■ **PROBLEM TO SOLVE**
Repeat precisely the span of lines below that opens with the line containing "let engine = TidyLayout::for_width(config, 600.0, &tree);" and closes with the line containing "let column: Vec<&TreeNode>", both included.

Stored data entries
------------------------------------------------------------

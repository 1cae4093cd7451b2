//! Property-based invariant tests for the hierarchy, visibility and layout.
//!
//! 1. A source of N records builds exactly N nodes with ids `0..N` in pre-order.
//! 2. Visible and hidden children always partition the original child list.
//! 3. Toggling a leaf has no observable effect.
//! 4. Adjacent nodes in one column are at least one row apart.
//! 5. Column coordinate is constant per depth and strictly increasing with it.
//! 6. Only nodes reachable through visible edges are laid out as visible.

use arbor_layout::{ExpansionPolicy, LayoutConfig, NodeId, SourceRecord, TidyLayout, Tree, TreeNode};
use proptest::prelude::*;

// ── Helpers ─────────────────────────────────────────────────────────────

/// Random tree shape as a parent list: node `i > 0` hangs under `parents[i - 1] < i`.
fn shape_strategy() -> impl Strategy<Value = Vec<usize>> {
    (1usize..60).prop_flat_map(|n| (1..n).map(|i| 0..i).collect::<Vec<_>>())
}

fn record_from_shape(parents: &[usize]) -> SourceRecord {
    fn grow(index: usize, kids: &[Vec<usize>]) -> SourceRecord {
        let mut record = SourceRecord::new(format!("n{index}"));
        for &k in &kids[index] {
            record = record.child(grow(k, kids));
        }
        record
    }
    let mut kids = vec![Vec::new(); parents.len() + 1];
    for (i, &p) in parents.iter().enumerate() {
        kids[p].push(i + 1);
    }
    grow(0, &kids)
}

fn preorder_labels(record: &SourceRecord, out: &mut Vec<String>) {
    out.push(record.name.clone());
    for child in record.children() {
        preorder_labels(child, out);
    }
}

fn assert_partition(tree: &Tree, snapshot: &[Vec<NodeId>]) -> Result<(), TestCaseError> {
    for node in tree.preorder() {
        let visible = node.visible_children();
        let hidden = node.hidden_children();
        prop_assert!(visible.is_empty() || hidden.is_empty());
        prop_assert_eq!(node.original_children(), snapshot[node.id().index()].as_slice());
    }
    Ok(())
}

// ═════════════════════════════════════════════════════════════════════════
// 1. Ids are dense and pre-order
// ═════════════════════════════════════════════════════════════════════════

proptest! {
    #[test]
    fn ids_dense_and_preorder(parents in shape_strategy()) {
        let source = record_from_shape(&parents);
        let tree = Tree::build(&source, &ExpansionPolicy::RootOnly).unwrap();

        prop_assert_eq!(tree.len(), parents.len() + 1);
        let mut expected = Vec::new();
        preorder_labels(&source, &mut expected);
        for (i, node) in tree.preorder().enumerate() {
            prop_assert_eq!(node.id().index(), i);
            prop_assert_eq!(node.label(), expected[i].as_str());
        }
    }
}

// ═════════════════════════════════════════════════════════════════════════
// 2. Partition survives any toggle sequence
// ═════════════════════════════════════════════════════════════════════════

proptest! {
    #[test]
    fn partition_survives_toggles(
        parents in shape_strategy(),
        toggles in prop::collection::vec(0usize..60, 0..40),
    ) {
        let source = record_from_shape(&parents);
        let mut tree = Tree::build(&source, &ExpansionPolicy::All).unwrap();
        let snapshot: Vec<Vec<NodeId>> = tree
            .preorder()
            .map(|n| n.original_children().to_vec())
            .collect();

        for t in toggles {
            let id = NodeId::new(t % tree.len());
            tree.toggle(id).unwrap();
            assert_partition(&tree, &snapshot)?;
        }
        tree.collapse_all();
        assert_partition(&tree, &snapshot)?;
        tree.expand_all();
        assert_partition(&tree, &snapshot)?;
        prop_assert_eq!(tree.visible().count(), tree.len());
    }
}

// ═════════════════════════════════════════════════════════════════════════
// 3. Leaf toggles are idempotent
// ═════════════════════════════════════════════════════════════════════════

proptest! {
    #[test]
    fn leaf_toggle_is_noop(parents in shape_strategy()) {
        let source = record_from_shape(&parents);
        let mut tree = Tree::build(&source, &ExpansionPolicy::All).unwrap();
        let before: Vec<NodeId> = tree.visible().map(TreeNode::id).collect();
        let leaves: Vec<NodeId> = tree
            .preorder()
            .filter(|n| !n.is_expandable())
            .map(TreeNode::id)
            .collect();
        for leaf in leaves {
            prop_assert!(!tree.toggle(leaf).unwrap().changed());
        }
        let after: Vec<NodeId> = tree.visible().map(TreeNode::id).collect();
        prop_assert_eq!(before, after);
    }
}

// ═════════════════════════════════════════════════════════════════════════
// 4–6. Layout geometry
// ═════════════════════════════════════════════════════════════════════════

proptest! {
    #[test]
    fn layout_rows_and_columns(
        parents in shape_strategy(),
        toggles in prop::collection::vec(0usize..60, 0..8),
        row_height in 4.0f64..40.0,
    ) {
        let source = record_from_shape(&parents);
        let mut tree = Tree::build(&source, &ExpansionPolicy::All).unwrap();
        for t in toggles {
            let id = NodeId::new(t % tree.len());
            tree.toggle(id).unwrap();
        }

        let config = LayoutConfig::default().with_row_height(row_height);
        let engine = TidyLayout::for_width(config, 600.0, &tree);
        let summary = engine.run(&mut tree).unwrap();
        prop_assert_eq!(summary.visible, tree.visible().count());
        prop_assert_eq!(tree.node(tree.root()).unwrap().x(), 0.0);

        let spacing = engine.column_spacing();
        prop_assert!(spacing > 0.0);
        for depth in 0..=tree.height() {
            let column: Vec<&TreeNode> = tree.visible().filter(|n| n.depth() == depth).collect();
            for node in &column {
                prop_assert_eq!(node.y(), depth as f64 * spacing);
                prop_assert!(summary.extent.min <= node.x() && node.x() <= summary.extent.max);
            }
            let mut xs: Vec<f64> = column.iter().map(|n| n.x()).collect();
            xs.sort_by(f64::total_cmp);
            for pair in xs.windows(2) {
                prop_assert!(
                    pair[1] - pair[0] >= row_height - 1e-6,
                    "depth {} too tight: {:?}", depth, xs
                );
            }
        }

        for node in tree.preorder() {
            let reachable = tree.is_visible(node.id());
            let listed = tree.visible().any(|v| v.id() == node.id());
            prop_assert_eq!(reachable, listed);
        }
    }
}
#![forbid(unsafe_code)]

//! Scene graph, link paths, viewport framing and reconciliation.
//!
//! [`Reconciler`] owns everything that changes over time: which elements
//! exist, where they are heading and how far along they are. Each call to
//! [`Reconciler::scene`] produces an immutable [`Scene`] for the host.

pub mod path;
pub mod reconcile;
pub mod scene;
pub mod style;
pub mod svg;
pub mod viewport;

pub use path::{LinkPath, LinkShape, PathCommand};
pub use reconcile::{Reconciler, RenderReport};
pub use scene::{ElementId, Label, LinkElement, LinkLayer, NodeElement, Phase, Scene, TextAnchor};
pub use style::{GlyphShape, RenderStyle, Rgb, TransitionTiming};
pub use svg::SvgExporter;
pub use viewport::{Frame, Viewport};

------------------------------------------------------------

■ **ANSWER BOX**
        let engine = TidyLayout::for_width(config, 600.0, &tree);
        let summary = engine.run(&mut tree).unwrap();
        prop_assert_eq!(summary.visible, tree.visible().count());
        prop_assert_eq!(tree.node(tree.root()).unwrap().x(), 0.0);

        let spacing = engine.column_spacing();
        prop_assert!(spacing > 0.0);
        for depth in 0..=tree.height() {
            let column: Vec<&TreeNode> = tree.visible().filter(|n| n.depth() == depth).collect();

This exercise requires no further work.